Hand gestures in modern cars can be used to perform simple tasks like turning music volume up or down and others, as the video above shows. According to the study, 36 out of 100 vehicles equipped with this feature experience problems. To top it off, 61 percent of drivers who have gesture-based controls in their vehicles often use it less than half the time they commute.
“The user experience plays a major role in whether an owner will use the technology on a regular basis or abandon it and feel like they wasted their money,” wrote Kristin Kolodge, J.D. Power’s executive director of driver interaction and human-machine interface research, in a press release.
While satisfaction is worth noting, consumers also care about which automakers are implementing the bleeding edge tech first—not just which are executing it correctly. Across all automakers, Volvo ranks highest in innovation and tops the luxury segment, followed by BMW, Cadillac, Mercedes-Benz, and Genesis. For those with a more modest wallet, Hyundai takes the top of the mass market segment, followed by Subaru, Kia, Nissan, and Ram.

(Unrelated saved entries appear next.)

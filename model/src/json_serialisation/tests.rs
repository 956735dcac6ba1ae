use time::Duration;

use crate::base_types::ElementIdx;
use crate::elements::ElementKind;
use crate::json_serialisation::{load_metocean_records_from_csv, load_scenario_from_json};
use crate::operations::{DurationFunction, DurationRule, DurationSource};

#[test]
fn test_load_scenario_from_json() {
    // ACT
    let scenario = load_scenario_from_json("resources/small_scenario.json");

    // ASSERT
    assert_eq!(scenario.elements.len(), 3);
    let first = scenario.elements.get(ElementIdx(0)).unwrap();
    assert_eq!(first.kind(), ElementKind::Foundation);
    assert_eq!(first.area(), 120.0);
    assert_eq!(first.dry_mass(), 350.0);
    assert_eq!(first.position().easting(), 512000.0);

    // 450 + 2 * 80 deck space minus 30 occupied by the rov spread
    let capacity = scenario.combination.deck_capacity();
    assert_eq!(capacity.area, 580.0);
    assert_eq!(capacity.cargo, 1475.0);
    assert_eq!(scenario.combination.slowest_transit_speed(), 3.6);
    assert_eq!(
        scenario.combination.max_mobilisation_time(),
        Duration::from_hours(72)
    );

    // the multicat is the limiting vessel for transit
    let transit_limits = scenario.combination.transit_limits();
    assert_eq!(transit_limits.max_hs, 1.8);
    assert_eq!(transit_limits.max_ws, 12.0);
    assert_eq!(transit_limits.max_tp, 0.0);

    assert_eq!(scenario.plan.preparation.len(), 2);
    assert_eq!(scenario.plan.sea.len(), 2);
    assert_eq!(scenario.plan.demobilisation.len(), 1);

    assert_eq!(
        scenario.plan.preparation[0].rule(),
        &DurationRule::FixedPerElement(Duration::from_hours(6))
    );
    assert_eq!(
        scenario.plan.preparation[1].rule(),
        &DurationRule::External(DurationSource::Mobilisation)
    );
    assert_eq!(
        scenario.plan.sea[0].rule(),
        &DurationRule::Function(DurationFunction::Transit)
    );
    assert_eq!(
        scenario.plan.sea[1].rule(),
        &DurationRule::FixedPerElement(Duration::from_hours(4))
    );

    let lowering_limits = scenario.plan.sea[1].limits().unwrap();
    assert_eq!(lowering_limits.max_hs, 1.5);
    assert_eq!(lowering_limits.max_cs, 0.75);
    assert!(scenario.plan.demobilisation[0].limits().is_none());
}

#[test]
fn test_load_metocean_from_csv() {
    // ACT
    let records = load_metocean_records_from_csv("resources/metocean_sample.csv");

    // ASSERT
    assert_eq!(records.len(), 6);
    assert_eq!(records[0].year, 2001);
    assert_eq!(records[0].hour, 0);
    assert_eq!(records[0].hs, 1.2);
    assert_eq!(records[2].ws, 11.0);
    assert_eq!(records[5].timestamp(), time::DateTime::new("2001-01-01T05:00"));
}
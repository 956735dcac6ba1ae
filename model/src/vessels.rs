use time::Duration;

use crate::base_types::{
    EquipmentIdx, MeterPerSecond, OperationalLimits, SquareMeter, Tonne, VesselCount, VesselIdx,
};

#[derive(Clone, PartialEq, Debug)]
pub struct VesselType {
    idx: VesselIdx,
    name: String,
    deck_area: SquareMeter,
    max_cargo: Tonne,
    transit_speed: MeterPerSecond,
    mobilisation_time: Option<Duration>, // None if unknown for this vessel type
    transit_limits: OperationalLimits,
    towing_limits: OperationalLimits,
    jacking_limits: OperationalLimits,
}

impl VesselType {
    pub fn new(
        idx: VesselIdx,
        name: String,
        deck_area: SquareMeter,
        max_cargo: Tonne,
        transit_speed: MeterPerSecond,
        mobilisation_time: Option<Duration>,
        transit_limits: OperationalLimits,
        towing_limits: OperationalLimits,
        jacking_limits: OperationalLimits,
    ) -> VesselType {
        VesselType {
            idx,
            name,
            deck_area,
            max_cargo,
            transit_speed,
            mobilisation_time,
            transit_limits,
            towing_limits,
            jacking_limits,
        }
    }

    pub fn idx(&self) -> VesselIdx {
        self.idx
    }

    pub fn name(&self) -> &str {
        &self.name
    }

    pub fn deck_area(&self) -> SquareMeter {
        self.deck_area
    }

    pub fn max_cargo(&self) -> Tonne {
        self.max_cargo
    }

    pub fn transit_speed(&self) -> MeterPerSecond {
        self.transit_speed
    }

    pub fn mobilisation_time(&self) -> Option<Duration> {
        self.mobilisation_time
    }

    pub fn transit_limits(&self) -> &OperationalLimits {
        &self.transit_limits
    }

    pub fn towing_limits(&self) -> &OperationalLimits {
        &self.towing_limits
    }

    pub fn jacking_limits(&self) -> &OperationalLimits {
        &self.jacking_limits
    }
}

#[derive(Clone, PartialEq, Debug)]
pub struct EquipmentType {
    idx: EquipmentIdx,
    name: String,
    footprint: SquareMeter,
    weight: Tonne,
}

impl EquipmentType {
    pub fn new(idx: EquipmentIdx, name: String, footprint: SquareMeter, weight: Tonne) -> Self {
        EquipmentType {
            idx,
            name,
            footprint,
            weight,
        }
    }

    pub fn idx(&self) -> EquipmentIdx {
        self.idx
    }

    pub fn name(&self) -> &str {
        &self.name
    }

    pub fn footprint(&self) -> SquareMeter {
        self.footprint
    }

    pub fn weight(&self) -> Tonne {
        self.weight
    }
}

/// the usable deck capacity of a combination once equipment is on board
#[derive(Copy, Clone, PartialEq, Debug)]
pub struct DeckCapacity {
    pub area: SquareMeter,
    pub cargo: Tonne,
}

/// An ordered set of (vessel type, quantity) and (equipment type, quantity)
/// pairs forming one logistic-phase strategy. Created once per strategy and
/// read-only during scheduling.
#[derive(Clone, PartialEq, Debug)]
pub struct VesselCombination {
    vessels: Vec<(VesselType, VesselCount)>,
    equipment: Vec<(EquipmentType, u32)>,
}

// static functions:
impl VesselCombination {
    pub fn new(
        vessels: Vec<(VesselType, VesselCount)>,
        equipment: Vec<(EquipmentType, u32)>,
    ) -> VesselCombination {
        assert!(!vessels.is_empty(), "A combination needs at least one vessel.");
        VesselCombination { vessels, equipment }
    }
}

// methods:
impl VesselCombination {
    pub fn vessels(&self) -> impl Iterator<Item = &VesselType> + '_ {
        self.vessels.iter().map(|(v, _)| v)
    }

    pub fn equipment(&self) -> impl Iterator<Item = &EquipmentType> + '_ {
        self.equipment.iter().map(|(e, _)| e)
    }

    /// total deck area / cargo across all vessels, reduced by the footprint
    /// and weight of the equipment already occupying the deck. Never negative.
    pub fn deck_capacity(&self) -> DeckCapacity {
        let area: SquareMeter = self
            .vessels
            .iter()
            .map(|(v, count)| v.deck_area() * *count as f64)
            .sum();
        let cargo: Tonne = self
            .vessels
            .iter()
            .map(|(v, count)| v.max_cargo() * *count as f64)
            .sum();
        let occupied_area: SquareMeter = self
            .equipment
            .iter()
            .map(|(e, count)| e.footprint() * *count as f64)
            .sum();
        let occupied_weight: Tonne = self
            .equipment
            .iter()
            .map(|(e, count)| e.weight() * *count as f64)
            .sum();
        DeckCapacity {
            area: (area - occupied_area).max(0.0),
            cargo: (cargo - occupied_weight).max(0.0),
        }
    }

    /// the combination can only move as fast as its slowest vessel
    pub fn slowest_transit_speed(&self) -> MeterPerSecond {
        self.vessels
            .iter()
            .map(|(v, _)| v.transit_speed())
            .filter(|s| s.is_finite() && *s > 0.0)
            .fold(f64::INFINITY, f64::min)
    }

    /// the most restrictive transit thresholds across all vessels
    pub fn transit_limits(&self) -> OperationalLimits {
        OperationalLimits::most_restrictive(self.vessels.iter().map(|(v, _)| v.transit_limits()))
    }

    /// the longest vessel mobilisation time; vessels without a known
    /// mobilisation time count as zero
    pub fn max_mobilisation_time(&self) -> Duration {
        self.vessels
            .iter()
            .map(|(v, _)| v.mobilisation_time().unwrap_or_else(Duration::zero))
            .max()
            .unwrap_or_else(Duration::zero)
    }
}

#[cfg(test)]
mod tests {
    use super::*;

    fn vessel(idx: u16, speed: f64, mob: Option<Duration>, hs: f64) -> VesselType {
        VesselType::new(
            VesselIdx(idx),
            format!("vessel {}", idx),
            400.0,
            1000.0,
            speed,
            mob,
            OperationalLimits::new(hs, 0.0, 12.0, 0.0),
            OperationalLimits::UNLIMITED,
            OperationalLimits::UNLIMITED,
        )
    }

    #[test]
    fn deck_capacity_is_reduced_by_equipment() {
        let combination = VesselCombination::new(
            vec![(vessel(0, 5.0, None, 2.0), 1)],
            vec![(
                EquipmentType::new(EquipmentIdx(0), String::from("rov"), 50.0, 120.0),
                2,
            )],
        );
        let capacity = combination.deck_capacity();
        assert_eq!(capacity.area, 300.0);
        assert_eq!(capacity.cargo, 760.0);
    }

    #[test]
    fn slowest_vessel_and_most_restrictive_limits_win() {
        let combination = VesselCombination::new(
            vec![
                (vessel(0, 6.0, Some(Duration::from_hours(48)), 2.5), 1),
                (vessel(1, 3.5, None, 1.5), 2),
            ],
            vec![],
        );
        assert_eq!(combination.slowest_transit_speed(), 3.5);
        assert_eq!(combination.transit_limits().max_hs, 1.5);
        assert_eq!(
            combination.max_mobilisation_time(),
            Duration::from_hours(48)
        );
    }
}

One thing is certain: drivers are still unsure about advance driver assistance systems. Whether it be lane keeping, automatic emergency braking, or adaptive cruise control, consumers are still wary about trusting the systems designed to make their driving experience easier and safer. The study also notes that a significant lack of training in these features is primarily to blame for the lack of trust from consumers.